FORMER British Prime Minister Tony Blair was barracked by relatives of soldiers killed in Iraq yesterday as he urged the West to deal with a “looming and coming challenge” of Iran.
The former Prime Minister appeared close to tears while talking about the British and civilian casualties at the end of his evidence to the official inquiry into the conflict. He had earlier insisted that Britain had to give up the “wretched policy of apology” for the allies’ action in Iraq.
During five hours of questioning at the inquiry, his second appearance after a previous session last year, it emerged that: Mr Blair told President Bush three months after 9/11 that Britain would help overthrow Saddam Hussein; He ignored “provisional” legal advice that the war would be unlawful;
The Cabinet was kept in the dark about preparations for war. The former Prime Minister explained why he had told the inquiry last year he had “no regrets”, saying: “I took that as a question about the decision to go to war. That was taken as my meaning that I had no regrets about the loss of life and that was never my meaning or my intention. I wanted to make it clear that, of course, I regret deeply and profoundly the loss of life.”
Rose Gentle, the mother of Fusilier Gordon Gentle, 19, who died in Basra, cried out “too late”. Others echoed her cry, and two women stood and turned their backs on Mr Blair. Mrs Gentle shouted: “Your lies killed my son. I hope you can live with it.”
Mr Blair had been recalled by the inquiry, chaired by Sir John Chilcot, to explain gaps in his earlier evidence. The former Prime Minister said he had always made clear to Mr Bush that he would be “up for” regime change in Iraq if it was the only way of dealing with Saddam.
The “beginning of the track” started immediately after the 9/11 terror attacks in 2001, he said. During a private telephone conversation with Mr Bush that December he discussed ousting Saddam even though it was not then British policy. “I was saying, look, we are going to have to deal with this issue.”
Mr Blair asked his advisers in March 2002 for an “options paper” that included details of a “full-scale ground offensive”. The same month he wrote that Britain should be “gung-ho” about the prospect of getting rid of Saddam. Military planning for a war was stepped up after Mr Blair visited Mr Bush in April 2002. Three months later he wrote to Mr Bush. “What I was saying to the President was very clear and simple, ‘You can count on us’,” he said.
The inquiry said there was no record of substantive Cabinet discussion about Iraq between April and September 2002. Mr Blair replied that he had “no doubt at all” that the Cabinet knew of his views on Iraq because of newspaper and television reports.
He told the inquiry that he disregarded a warning by Lord Goldsmith, the Attorney-General, that attacking Iraq would be illegal without further United Nations backing because the guidance was “provisional”.

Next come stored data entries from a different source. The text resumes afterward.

//! Error definitions for setup and lifecycle operations.
//!
//! Failures while answering a single request never show up here; they are
//! turned into HTTP responses by the fallback router.

use thiserror::Error;

use crate::config::ConfigError;

/// Errors that can occur while installing or running the asset bridge.
#[derive(Debug, Error)]
pub enum BridgeError {
    /// Socket or process I/O failed.
    #[error("I/O error: {0}")]
    Io(#[from] std::io::Error),

    /// Configuration was rejected.
    #[error("Configuration error: {0}")]
    Config(#[from] ConfigError),

    /// The dev server process could not be launched.
    #[error("Failed to spawn dev server `{command}`: {source}")]
    Spawn {
        command: String,
        #[source]
        source: std::io::Error,
    },

    /// The dev server never started accepting connections.
    #[error("Dev server at {url} not reachable after {secs} seconds")]
    DevServerTimeout { url: String, secs: u64 },

    /// The spawned dev server exited during startup.
    #[error("Dev server exited before becoming ready ({status})")]
    DevServerExited { status: String },

    /// The dev server URL cannot be proxied to.
    #[error("Invalid dev server URL: {0}")]
    InvalidDevServerUrl(String),

    /// The serving task panicked or was cancelled.
    #[error("Server task failed: {0}")]
    Join(#[from] tokio::task::JoinError),
}

/// Result type for bridge operations.
pub type BridgeResult<T> = Result<T, BridgeError>;
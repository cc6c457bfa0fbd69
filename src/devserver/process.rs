//! Dev server process lifecycle.
//!
//! # Responsibilities
//! - Launch the configured command (when `spawn` is enabled)
//! - Wait until the dev server accepts connections
//! - Detect a child that dies during startup
//! - Kill the child on shutdown

use std::process::Stdio;
use std::time::Duration;

use tokio::net::TcpStream;
use tokio::process::{Child, Command};
use tokio::sync::Mutex;
use tokio::time::Instant;
use url::{Host, Url};

use crate::config::DevServerConfig;
use crate::error::{BridgeError, BridgeResult};

/// A running (or externally managed) dev server.
#[derive(Debug)]
pub struct DevServer {
    url: Url,
    child: Mutex<Option<Child>>,
}

impl DevServer {
    /// Start the dev server and wait until it is reachable.
    pub async fn start(config: &DevServerConfig) -> BridgeResult<Self> {
        let url = Url::parse(&config.url)
            .map_err(|_| BridgeError::InvalidDevServerUrl(config.url.clone()))?;
        let (host, port) = dial_target(&url)?;

        let mut child = if config.spawn {
            Some(spawn(config)?)
        } else {
            None
        };

        // On error the child is dropped here, which kills it.
        wait_until_ready(&host, port, &url, config, child.as_mut()).await?;

        tracing::info!(
            url = %url,
            managed = child.is_some(),
            "Dev server ready"
        );

        Ok(Self {
            url,
            child: Mutex::new(child),
        })
    }

    /// Base URL of the dev server.
    pub fn url(&self) -> &Url {
        &self.url
    }

    /// Whether this process owns the dev server.
    pub async fn is_managed(&self) -> bool {
        self.child.lock().await.is_some()
    }

    /// Kill the child process, if this bridge spawned one.
    pub async fn shutdown(&self) {
        let Some(mut child) = self.child.lock().await.take() else {
            return;
        };
        match child.kill().await {
            Ok(()) => tracing::info!(url = %self.url, "Dev server stopped"),
            Err(e) => tracing::warn!(url = %self.url, error = %e, "Failed to stop dev server"),
        }
    }
}

fn spawn(config: &DevServerConfig) -> BridgeResult<Child> {
    let mut command = Command::new(&config.command);
    command
        .args(&config.args)
        .stdin(Stdio::null())
        .kill_on_drop(true);
    if let Some(dir) = &config.working_dir {
        command.current_dir(dir);
    }

    let child = command.spawn().map_err(|source| BridgeError::Spawn {
        command: config.command.clone(),
        source,
    })?;

    tracing::info!(
        command = %config.command,
        args = ?config.args,
        pid = ?child.id(),
        "Spawned dev server"
    );
    Ok(child)
}

fn dial_target(url: &Url) -> BridgeResult<(String, u16)> {
    let host = match url.host() {
        Some(Host::Domain(domain)) => domain.to_string(),
        Some(Host::Ipv4(ip)) => ip.to_string(),
        Some(Host::Ipv6(ip)) => ip.to_string(),
        None => return Err(BridgeError::InvalidDevServerUrl(url.to_string())),
    };
    let port = url
        .port_or_known_default()
        .ok_or_else(|| BridgeError::InvalidDevServerUrl(url.to_string()))?;
    Ok((host, port))
}

async fn wait_until_ready(
    host: &str,
    port: u16,
    url: &Url,
    config: &DevServerConfig,
    mut child: Option<&mut Child>,
) -> BridgeResult<()> {
    let poll = Duration::from_millis(config.poll_interval_ms);
    let deadline = Instant::now() + Duration::from_secs(config.startup_timeout_secs);

    loop {
        if let Some(child) = child.as_deref_mut() {
            if let Some(status) = child.try_wait()? {
                return Err(BridgeError::DevServerExited {
                    status: status.to_string(),
                });
            }
        }

        if let Ok(Ok(_)) = tokio::time::timeout(poll, TcpStream::connect((host, port))).await {
            return Ok(());
        }

        if Instant::now() >= deadline {
            return Err(BridgeError::DevServerTimeout {
                url: url.to_string(),
                secs: config.startup_timeout_secs,
            });
        }

        tracing::trace!(host = %host, port, "Dev server not reachable yet");
        tokio::time::sleep(poll).await;
    }
}
//! vite-axum demo server.
//!
//! Serves two host routes (`/hello`, `/api`) and hands everything else to
//! the front-end dev server (development) or its build output (production).

use std::path::PathBuf;

use axum::{routing::get, Router};
use clap::Parser;

use vite_axum::config::{load_config, BridgeConfig};
use vite_axum::lifecycle::signals;
use vite_axum::observability::init_logging;

#[derive(Parser)]
#[command(name = "vite-axum")]
#[command(about = "Serve an axum app with a front-end dev server or build output", long_about = None)]
struct Cli {
    /// Port to listen on.
    #[arg(short, long, default_value_t = 3000)]
    port: u16,

    /// TOML configuration file.
    #[arg(short, long)]
    config: Option<PathBuf>,

    /// Log level; overrides the config file.
    #[arg(long)]
    log_level: Option<String>,
}

#[tokio::main]
async fn main() -> Result<(), Box<dyn std::error::Error>> {
    let cli = Cli::parse();

    let config = match &cli.config {
        Some(path) => load_config(path)?,
        None => BridgeConfig::default(),
    };

    let level = cli
        .log_level
        .as_deref()
        .unwrap_or(&config.observability.log_level);
    init_logging(level);

    tracing::info!(port = cli.port, "vite-axum v0.1.0 starting");

    let app = Router::new()
        .route("/hello", get(|| async { "Hello from vite-axum!" }))
        .route("/api", get(|| async { "Response from API!" }));

    let server = vite_axum::listen(app, cli.port, &config, |addr| {
        tracing::info!(address = %addr, "Ready");
    })
    .await?;

    tokio::select! {
        _ = signals::ctrl_c() => {}
        _ = server.closed() => tracing::warn!("Server stopped before shutdown was requested"),
    }
    server.close().await?;

    tracing::info!("Shutdown complete");
    Ok(())
}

But the former PM, now Middle East peace envoy, was at his most animated when talking about Iran’s influence in the region, which he condemned as “negative” and “destabilising”.
He said that as Middle East peace envoy he could see the “impact and the influence of Iran everywhere”.
“I say this to you with all of the passion I possibly can — at some point the West has to get out of what I think is a wretched policy or posture of apology for believing that we are causing what the Iranians are doing, or what these extremists are doing,” he said.
“We are not. The fact is they are doing it because they disagree fundamentally with our way of life and they’ll carry on doing it unless they are met by the requisite determination and, if necessary, force.” Mr Blair rebuked US President Barack Obama for being too soft on Iran, urging the West to deal with a “looming and coming challenge” from the Islamic republic.
He criticised Mr Obama for being too soft on Tehran, saying his appeal to Iran in his 2009 Cairo speech achieved little.
“President Obama – not President Bush – goes in March 2009 to Cairo, right in the heart of Islam. He makes a speech where he says effectively ‘put aside the Bush era, I’m now offering the hand of friendship, you, Iran can come into partnership, you are an ancient, proud civilisation’,” Mr Blair said.
“What’s the response he gets? They carry on with the terrorism, they carry on with the destabilisation, they carry on with the nuclear weapons. “At some point we have to get our head out of the sand and understand they are going to carry on with this.”
Mr Blair added: “They’ll carry on doing it unless they are met by the requisite determination and if necessary, force.” Blair’s comments came as Iran began talks in Istanbul with six world powers over its disputed nuclear program.